3. Tanto o homem do subsolo quanto Travis Bickle são figuras que ilustram a impossibilidade moderna de resolver a tensão entre a interioridade exacerbada e a ausência de um mundo comum.
O homem do subsolo permanece na pura ruminação amarga, no discurso infinitamente regressivo e autodestrutivo, incapaz de agir, paralisado pelo excesso de consciência e pela ironia corrosiva que dissolve toda possibilidade de decisão. Sua célebre confissão — "Onde já se viu um homem que tem prazer na própria dor?" — é ao mesmo tempo um diagnóstico e uma ironia: ele sofre, mas se alimenta deste sofrimento, e prefere perpetuá-lo a arriscar-se a uma reconciliação sempre imperfeita.
Travis, ao contrário, radicaliza a situação: ele não permanece na pura ruminação, mas, coagido pela própria exacerbação narcísica e pela violência do mundo que contempla, decide agir. E esta ação, inevitavelmente, assume a forma de uma catarse violenta: purgar a cidade, realizar, através da força, o que a razão e a convivência já não podem mais instaurar.
Sua célebre preparação — o treinamento físico, a compra das armas, o espelho em que ensaia sua figura de justiceiro ("You talkin’ to me?") — não é apenas um rito de passagem, mas um espetáculo narcísico, no qual ele constrói uma imagem de si como vingador, como instrumento de uma justiça transcendental que ele mesmo forjou na solidão.
A violência, neste contexto, não é um meio racional para um fim superior, mas uma descarga afetiva, uma purgação necessária da tensão insuportável entre a pureza que idealiza e a corrupção que constata. Tal gesto é uma catarse no sentido mais clássico: uma purgação do excesso passional acumulado pela ausência de comunhão, de vínculo, de reconhecimento.
4. A figura de Travis Bickle, tal como a do homem do subsolo, é assim o emblema da falência da possibilidade ética na modernidade: ambos expressam a situação de um homem que não podendo viver na cidade, nem podendo fugir dela, se refugia na solidão, mas uma solidão que não eleva, não purifica, não fortalece, mas degrada, deforma, exacerba.
Não é o isolamento do sábio, que se recolhe para contemplar as verdades eternas, mas o isolamento do ressentido, que se refugia para contemplar a própria ferida, para exacerbar sua diferença, e que, por isso, ao invés de se libertar do mundo, acaba por nele se enredar ainda mais, num ciclo vicioso de desprezo, ressentimento e, por fim, violência.
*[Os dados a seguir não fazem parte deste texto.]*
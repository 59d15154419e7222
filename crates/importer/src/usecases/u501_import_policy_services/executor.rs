use super::policy_api_client::PolicyApi;
use super::session::ImportSession;
use crate::domain::a001_policy_service::{build_preview, normalize, CategoryResolver};
use crate::shared::error::ImportError;
use crate::shared::file_io::FileSource;
use contracts::domain::a002_policy_category::Category;
use contracts::usecases::common::{UseCaseError, UseCaseMetadata, UseCaseResult};
use contracts::usecases::u501_import_policy_services::{
    ImportPolicyServices, ImportPreview, ImportRequest, ImportResult,
};
use std::sync::Arc;

/// Executor для пакетного импорта услуг полиса
pub struct ImportExecutor {
    api: Arc<dyn PolicyApi>,
    max_displayed_errors: usize,
}

impl ImportExecutor {
    pub fn new(api: Arc<dyn PolicyApi>) -> Self {
        Self {
            api,
            max_displayed_errors: 5,
        }
    }

    /// Сколько ошибок строк выводить в лог до сводного счётчика
    pub fn with_max_displayed_errors(mut self, limit: usize) -> Self {
        self.max_displayed_errors = limit;
        self
    }

    pub async fn load_categories(&self, policy_id: &str) -> Result<Vec<Category>, ImportError> {
        self.api.fetch_categories(policy_id).await
    }

    /// Выбирает файл, читает его и сохраняет результат разбора в сессии.
    ///
    /// Ошибки чтения и разбора попадают в preview как структурная ошибка;
    /// `Err` возвращается только при нарушении состояния сессии.
    pub async fn load_file(
        &self,
        session: &mut ImportSession,
        source: &dyn FileSource,
    ) -> Result<ImportPreview, ImportError> {
        session.select_file(source.name())?;

        let preview = match source.read_text().await {
            Ok(text) => build_preview(source.name(), &text),
            Err(e) => {
                tracing::warn!("{}", e);
                ImportPreview::failed(source.name(), e.to_string())
            }
        };

        if preview.has_warnings() {
            for line in preview.error_lines(self.max_displayed_errors) {
                tracing::warn!("{}", line);
            }
        }

        session.apply_preview(preview.clone())?;
        Ok(preview)
    }

    /// Нормализует принятые строки и отправляет их одним пакетным запросом.
    ///
    /// Неуспешный запрос не повторяется: он фиксируется в сессии и
    /// возвращается как результат со статусом `Failed`.
    pub async fn confirm(
        &self,
        session: &mut ImportSession,
        request: &ImportRequest,
        categories: &[Category],
    ) -> Result<ImportResult, ImportError> {
        let drafts = session.begin_import()?;

        let resolver = CategoryResolver::new(categories, request.default_category());
        let payloads = normalize(drafts, &request.policy_id, &resolver);

        tracing::info!(
            "Session {}: importing {} services into policy {}",
            session.id(),
            payloads.len(),
            request.policy_id
        );

        let outcome = self
            .api
            .bulk_create_services(&request.policy_id, &payloads)
            .await;

        match &outcome {
            Ok(count) => {
                tracing::info!("Session {}: {} services created", session.id(), count)
            }
            Err(e) => tracing::error!("Session {}: bulk import failed: {}", session.id(), e),
        }

        Ok(session.complete(&request.policy_id, outcome)?)
    }

    /// Полный сценарий: категории, файл, подтверждение.
    ///
    /// Успешная сессия остаётся в completed; вернуть её в idle
    /// должен вызывающий код через `ImportSession::poll_auto_reset`.
    pub async fn run(
        &self,
        session: &mut ImportSession,
        source: &dyn FileSource,
        request: &ImportRequest,
    ) -> UseCaseResult<ImportResult> {
        tracing::info!(
            "{} ({}): session {}, policy {}, file '{}'",
            ImportPolicyServices::display_name(),
            ImportPolicyServices::full_name(),
            session.id(),
            request.policy_id,
            source.name()
        );

        let categories = self
            .load_categories(&request.policy_id)
            .await
            .map_err(|e| {
                UseCaseError::submission("Cannot load policy categories")
                    .with_details(e.to_string())
            })?;

        let preview = self.load_file(session, source).await?;
        if let Some(error) = preview.structural_error {
            return Err(UseCaseError::structural(error));
        }

        let result = self.confirm(session, request, &categories).await?;
        if !result.is_success() {
            return Err(UseCaseError::submission(result.message));
        }

        Ok(result)
    }
}
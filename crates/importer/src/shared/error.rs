use contracts::usecases::common::UseCaseError;
use thiserror::Error;

/// Ошибки импорта услуг полиса
#[derive(Debug, Error)]
pub enum ImportError {
    // Структурные: файл целиком непригоден
    #[error("File is empty")]
    EmptyFile,

    #[error("Missing required columns: {}", .missing.join(", "))]
    MissingHeaders { missing: Vec<String> },

    #[error("Cannot decode file '{0}' as UTF-8 text")]
    Unreadable(String),

    #[error("Cannot read file '{name}': {reason}")]
    FileAccess { name: String, reason: String },

    #[error("Cannot write file '{name}': {reason}")]
    FileWrite { name: String, reason: String },

    // Отправка: пакетный запрос не выполнен целиком
    #[error("Policy API returned HTTP {status}: {body}")]
    Http { status: u16, body: String },

    #[error("Network error: {0}")]
    Transport(String),

    #[error("Unexpected response from policy API: {0}")]
    Decode(String),

    #[error(transparent)]
    Session(#[from] SessionError),
}

impl ImportError {
    pub fn is_structural(&self) -> bool {
        matches!(
            self,
            ImportError::EmptyFile
                | ImportError::MissingHeaders { .. }
                | ImportError::Unreadable(_)
                | ImportError::FileAccess { .. }
        )
    }

    pub fn is_submission(&self) -> bool {
        matches!(
            self,
            ImportError::Http { .. } | ImportError::Transport(_) | ImportError::Decode(_)
        )
    }
}

impl From<reqwest::Error> for ImportError {
    fn from(err: reqwest::Error) -> Self {
        if err.is_decode() {
            ImportError::Decode(err.to_string())
        } else {
            ImportError::Transport(err.to_string())
        }
    }
}

/// Операции, отклонённые машиной состояний сессии импорта
#[derive(Debug, Clone, PartialEq, Eq, Error)]
pub enum SessionError {
    #[error("An import is already in progress")]
    ImportInFlight,

    #[error("Nothing to import: the file has no accepted rows")]
    NothingToImport,

    #[error("Cannot {action} while the session is {state}")]
    InvalidTransition {
        action: &'static str,
        state: &'static str,
    },
}

impl From<ImportError> for UseCaseError {
    fn from(err: ImportError) -> Self {
        let message = err.to_string();
        if err.is_structural() {
            UseCaseError::structural(message)
        } else if err.is_submission() {
            UseCaseError::submission(message)
        } else if matches!(err, ImportError::Session(_)) {
            UseCaseError::session(message)
        } else {
            UseCaseError::internal(message)
        }
    }
}
use serde::{Deserialize, Serialize};

/// Пол, для которого доступна услуга
#[derive(Debug, Clone, PartialEq, Eq, Hash, Serialize, Deserialize)]
#[serde(from = "String", into = "String")]
pub enum Gender {
    All,
    Male,
    Female,
    Other(String),
}

impl Gender {
    pub fn code(&self) -> &str {
        match self {
            Gender::All => "ALL",
            Gender::Male => "MALE",
            Gender::Female => "FEMALE",
            Gender::Other(value) => value,
        }
    }

    pub fn from_code(code: &str) -> Self {
        let code = code.trim().to_uppercase();
        match code.as_str() {
            "ALL" => Gender::All,
            "MALE" => Gender::Male,
            "FEMALE" => Gender::Female,
            _ => Gender::Other(code),
        }
    }
}

impl Default for Gender {
    fn default() -> Self {
        Gender::All
    }
}

impl std::fmt::Display for Gender {
    fn fmt(&self, f: &mut std::fmt::Formatter<'_>) -> std::fmt::Result {
        f.write_str(self.code())
    }
}

impl From<String> for Gender {
    fn from(value: String) -> Self {
        Gender::from_code(&value)
    }
}

impl From<Gender> for String {
    fn from(value: Gender) -> Self {
        value.code().to_string()
    }
}
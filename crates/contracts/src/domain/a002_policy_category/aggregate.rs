use serde::{Deserialize, Serialize};

/// Категория услуг внутри полиса (импорт только читает)
#[derive(Debug, Clone, PartialEq, Eq, Serialize, Deserialize)]
pub struct Category {
    pub id: String,
    pub name: String,
}

impl Category {
    pub fn new(id: impl Into<String>, name: impl Into<String>) -> Self {
        Self {
            id: id.into(),
            name: name.into(),
        }
    }
}
use crate::shared::config::ApiConfig;
use crate::shared::error::ImportError;
use async_trait::async_trait;
use contracts::domain::a001_policy_service::ServicePayload;
use contracts::domain::a002_policy_category::Category;

/// Операции REST API полисов, нужные импорту
#[async_trait]
pub trait PolicyApi: Send + Sync {
    /// Категории полиса; загружаются один раз перед импортом
    async fn fetch_categories(&self, policy_id: &str) -> Result<Vec<Category>, ImportError>;

    /// Создаёт все услуги одним запросом; возвращает число созданных записей
    async fn bulk_create_services(
        &self,
        policy_id: &str,
        services: &[ServicePayload],
    ) -> Result<usize, ImportError>;
}

/// HTTP-клиент API полисов.
///
/// Учётные данные берутся из переданной конфигурации;
/// глобального поиска токена нет.
pub struct PolicyApiClient {
    client: reqwest::Client,
    base_url: String,
    token: Option<String>,
}

impl PolicyApiClient {
    pub fn new(config: &ApiConfig) -> Result<Self, ImportError> {
        let client = reqwest::Client::builder()
            .timeout(std::time::Duration::from_secs(config.timeout_secs))
            .build()?;

        Ok(Self {
            client,
            base_url: config.base_url.trim_end_matches('/').to_string(),
            token: config
                .token
                .clone()
                .filter(|t| !t.trim().is_empty()),
        })
    }

    fn categories_url(&self, policy_id: &str) -> String {
        format!(
            "{}/api/policies/{}/categories",
            self.base_url,
            urlencoding::encode(policy_id)
        )
    }

    fn bulk_url(&self, policy_id: &str) -> String {
        format!(
            "{}/api/policies/{}/services/bulk",
            self.base_url,
            urlencoding::encode(policy_id)
        )
    }

    fn authorize(&self, request: reqwest::RequestBuilder) -> reqwest::RequestBuilder {
        match &self.token {
            Some(token) => request.bearer_auth(token),
            None => request,
        }
    }

    async fn check_status(
        url: &str,
        response: reqwest::Response,
    ) -> Result<reqwest::Response, ImportError> {
        let status = response.status();
        tracing::info!("Policy API response: {} for {}", status, url);

        if status.is_success() {
            return Ok(response);
        }

        let body = response.text().await.unwrap_or_default();
        Err(ImportError::Http {
            status: status.as_u16(),
            body,
        })
    }
}

#[async_trait]
impl PolicyApi for PolicyApiClient {
    async fn fetch_categories(&self, policy_id: &str) -> Result<Vec<Category>, ImportError> {
        let url = self.categories_url(policy_id);
        tracing::info!("Policy API: GET {}", url);

        let response = self
            .authorize(self.client.get(&url))
            .header("Accept", "application/json")
            .send()
            .await?;
        let response = Self::check_status(&url, response).await?;

        let categories: Vec<Category> = response
            .json()
            .await
            .map_err(|e| ImportError::Decode(format!("{}: {}", url, e)))?;

        tracing::info!("Policy API: got {} categories", categories.len());
        Ok(categories)
    }

    async fn bulk_create_services(
        &self,
        policy_id: &str,
        services: &[ServicePayload],
    ) -> Result<usize, ImportError> {
        let url = self.bulk_url(policy_id);
        tracing::info!("Policy API: POST {} ({} services)", url, services.len());

        let response = self
            .authorize(self.client.post(&url))
            .header("Accept", "application/json")
            .json(services)
            .send()
            .await?;
        let response = Self::check_status(&url, response).await?;

        let created: Vec<serde_json::Value> = response
            .json()
            .await
            .map_err(|e| ImportError::Decode(format!("{}: {}", url, e)))?;

        Ok(created.len())
    }
}
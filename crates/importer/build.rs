use std::env;
use std::fs;
use std::path::Path;

fn main() {
    println!("cargo:rerun-if-changed=../../config.toml");

    // OUT_DIR обычно target/<profile>/build/importer-xxx/out
    let (Ok(out_dir), Ok(profile)) = (env::var("OUT_DIR"), env::var("PROFILE")) else {
        println!("cargo:warning=OUT_DIR/PROFILE not set, config.toml not copied");
        return;
    };

    let Some(target_dir) = Path::new(&out_dir)
        .ancestors()
        .find(|p| p.ends_with(&profile))
    else {
        println!("cargo:warning=Could not find target profile directory");
        return;
    };

    let Some(workspace_root) = Path::new(env!("CARGO_MANIFEST_DIR"))
        .parent()
        .and_then(|p| p.parent())
    else {
        println!("cargo:warning=Could not find workspace root");
        return;
    };

    let source_config = workspace_root.join("config.toml");
    let dest_config = target_dir.join("config.toml");

    if source_config.exists() {
        fs::copy(&source_config, &dest_config)
            .unwrap_or_else(|e| panic!("Failed to copy config.toml: {}", e));
        println!("cargo:warning=Copied config.toml to {:?}", dest_config);
    } else {
        println!(
            "cargo:warning=config.toml not found at {:?}, using default config",
            source_config
        );
    }
}
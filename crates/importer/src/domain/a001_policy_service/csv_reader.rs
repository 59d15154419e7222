use super::columns;
use super::row::RawRow;
use crate::shared::error::ImportError;
use std::collections::HashMap;

/// Заголовок и строки данных файла импорта
#[derive(Debug, Clone, PartialEq)]
pub struct ParsedCsv {
    /// Нормализованные имена колонок в порядке файла
    pub headers: Vec<String>,
    pub rows: Vec<RawRow>,
}

/// Разбивает текст файла на строки.
///
/// Заголовок берётся из первой непустой строки. Каждая строка разбирается отдельно,
/// так что незакрытая кавычка не переходит на следующую. Короткие строки
/// дополняются пустыми значениями; лишние поля в конце отбрасываются.
pub fn read_rows(text: &str) -> Result<ParsedCsv, ImportError> {
    // Убираем UTF-8 BOM, если есть
    let text = text.trim_start_matches('\u{FEFF}');

    let mut lines = text
        .split('\n')
        .map(|line| line.strip_suffix('\r').unwrap_or(line))
        .filter(|line| !line.trim().is_empty());

    let headers: Vec<String> = match lines.next() {
        Some(line) => split_line(line)
            .iter()
            .map(|h| h.to_lowercase())
            .collect(),
        None => return Err(ImportError::EmptyFile),
    };
    check_required(&headers)?;

    let rows: Vec<RawRow> = lines
        .enumerate()
        .map(|(idx, line)| map_fields(&headers, split_line(line), idx + 1))
        .collect();

    tracing::debug!("Read {} data rows, {} columns", rows.len(), headers.len());

    Ok(ParsedCsv { headers, rows })
}

/// Разбор одной строки на поля.
///
/// Двойная кавычка переключает режим кавычек и в значение не попадает;
/// запятая разделяет поля только вне кавычек. Значения обрезаются.
fn split_line(line: &str) -> Vec<String> {
    let mut fields = Vec::new();
    let mut current = String::new();
    let mut in_quotes = false;

    for ch in line.chars() {
        match ch {
            '"' => in_quotes = !in_quotes,
            ',' if !in_quotes => fields.push(std::mem::take(&mut current).trim().to_string()),
            _ => current.push(ch),
        }
    }
    fields.push(current.trim().to_string());

    fields
}

fn check_required(headers: &[String]) -> Result<(), ImportError> {
    let missing: Vec<String> = columns::REQUIRED
        .iter()
        .filter(|required| !headers.iter().any(|h| h == *required))
        .map(|required| required.to_string())
        .collect();

    if missing.is_empty() {
        Ok(())
    } else {
        Err(ImportError::MissingHeaders { missing })
    }
}

fn map_fields(headers: &[String], fields: Vec<String>, number: usize) -> RawRow {
    let mut fields = fields.into_iter();
    let mut values = HashMap::with_capacity(headers.len());
    for header in headers {
        let value = fields.next().unwrap_or_default();
        if !header.is_empty() {
            values.insert(header.clone(), value);
        }
    }
    RawRow::new(number, values)
}
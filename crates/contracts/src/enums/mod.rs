pub mod coverage_status;
pub mod frequency_period;
pub mod gender;

pub use coverage_status::CoverageStatus;
pub use frequency_period::FrequencyPeriod;
pub use gender::Gender;
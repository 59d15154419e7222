//! Общие типы импорта услуг полиса и его вызывающих сторон

pub mod domain;
pub mod enums;
pub mod usecases;
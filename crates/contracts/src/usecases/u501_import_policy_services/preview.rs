use crate::domain::a001_policy_service::ServiceDraft;
use serde::{Deserialize, Serialize};

/// Где ожидаемая колонка найдена в заголовке файла
#[derive(Debug, Clone, PartialEq, Eq, Serialize, Deserialize)]
#[serde(rename_all = "camelCase")]
pub struct ColumnMapping {
    /// Нормализованное имя колонки (в нижнем регистре)
    pub expected: String,
    /// Позиция в заголовке, если колонка есть
    pub file_index: Option<usize>,
}

#[derive(Debug, Clone, Copy, PartialEq, Eq, Serialize, Deserialize)]
#[serde(rename_all = "snake_case")]
pub enum RowErrorKind {
    MissingServiceName,
    InvalidPrice,
}

/// Отклонение одной строки данных
#[derive(Debug, Clone, PartialEq, Eq, Serialize, Deserialize)]
#[serde(rename_all = "camelCase")]
pub struct RowError {
    /// Номер строки данных с 1 (заголовок не считается)
    pub row: usize,
    pub kind: RowErrorKind,
    pub message: String,
}

impl RowError {
    pub fn missing_service_name(row: usize) -> Self {
        Self {
            row,
            kind: RowErrorKind::MissingServiceName,
            message: format!("Row {}: service name is required", row),
        }
    }

    pub fn invalid_price(row: usize, raw: &str) -> Self {
        Self {
            row,
            kind: RowErrorKind::InvalidPrice,
            message: format!("Row {}: invalid price '{}'", row, raw),
        }
    }
}

impl std::fmt::Display for RowError {
    fn fmt(&self, f: &mut std::fmt::Formatter<'_>) -> std::fmt::Result {
        f.write_str(&self.message)
    }
}

/// Результат разбора и проверки файла, показывается до подтверждения импорта
#[derive(Debug, Clone, Default, PartialEq, Serialize, Deserialize)]
#[serde(rename_all = "camelCase")]
pub struct ImportPreview {
    pub file_name: String,
    pub column_mapping: Vec<ColumnMapping>,
    /// Колонки заголовка, которых нет в схеме услуги
    pub unknown_headers: Vec<String>,
    pub accepted: Vec<ServiceDraft>,
    pub row_errors: Vec<RowError>,
    /// Заполняется, если файл не разобран целиком; `accepted` тогда пуст
    pub structural_error: Option<String>,
}

impl ImportPreview {
    pub fn failed(file_name: impl Into<String>, error: impl Into<String>) -> Self {
        Self {
            file_name: file_name.into(),
            structural_error: Some(error.into()),
            ..Default::default()
        }
    }

    pub fn can_import(&self) -> bool {
        self.structural_error.is_none() && !self.accepted.is_empty()
    }

    pub fn has_warnings(&self) -> bool {
        !self.row_errors.is_empty() || !self.unknown_headers.is_empty()
    }

    /// Сообщения об ошибках строк, не больше `limit`; остальные сводятся к счётчику
    pub fn error_lines(&self, limit: usize) -> Vec<String> {
        let mut lines: Vec<String> = self
            .row_errors
            .iter()
            .take(limit)
            .map(|e| e.message.clone())
            .collect();

        let hidden = self.row_errors.len().saturating_sub(limit);
        if hidden > 0 {
            lines.push(format!("... and {} more", hidden));
        }
        lines
    }
}

#[cfg(test)]
mod tests {
    use super::*;

    fn preview_with_errors(count: usize) -> ImportPreview {
        ImportPreview {
            file_name: "services.csv".into(),
            row_errors: (1..=count).map(RowError::missing_service_name).collect(),
            ..Default::default()
        }
    }

    #[test]
    fn test_error_lines_are_capped() {
        let lines = preview_with_errors(7).error_lines(5);
        assert_eq!(lines.len(), 6);
        assert_eq!(lines[0], "Row 1: service name is required");
        assert_eq!(lines[5], "... and 2 more");
    }

    #[test]
    fn test_error_lines_without_overflow() {
        let lines = preview_with_errors(3).error_lines(5);
        assert_eq!(lines.len(), 3);
        assert!(lines.iter().all(|l| !l.starts_with("...")));
    }

    #[test]
    fn test_failed_preview_cannot_import() {
        let preview = ImportPreview::failed("a.csv", "Missing required columns: price");
        assert!(!preview.can_import());
        assert!(preview.accepted.is_empty());
    }
}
Travis, como o homem do subsolo, é uma figura da modernidade tardia: ambos são, ao mesmo tempo, lúcidos e patológicos; diagnosticam com precisão a decomposição do mundo, mas não conseguem escapar à decomposição de si mesmos. Sua superioridade ética inicial — a recusa da corrupção — degenera em narcisismo; sua solidão voluntária transforma-se em isolamento inabitável; sua ação, quando ocorre, é violenta, até catártica, mas incapaz de instaurar uma verdadeira ordem.
5. Travis Bickle e o homem do subsolo são, pois, figuras trágicas da modernidade: não heróis, nem vilões, mas sintomas — a expressão de um mundo em que a comunidade se dissolve, em que a linguagem se fragmenta, e em que o homem, perdido de suas finalidades superiores, já não consegue senão refugiar-se na interioridade solitária, onde, à falta de um Deus ou de uma polis, só encontra o próprio espelho, e nele, não a redenção, mas a imagem deformada de sua miséria.
Ambos são testemunhos lúcidos da degradação moderna, mas também vítimas dela: a corrupção da cidade os empurrou para a degradação de si mesmos, e sua tentativa de resistir — ora na ruminação amarga, ora na violência catártica — é, no fim, impotente.
Assim se cumpre, silenciosamente, a tragédia do homem moderno: condenado a viver no subsolo de si mesmo, a contemplar incessantemente a própria ferida, incapaz de reencontrar o caminho da vida comum, da linguagem partilhada, e da ação orientada por um bem superior.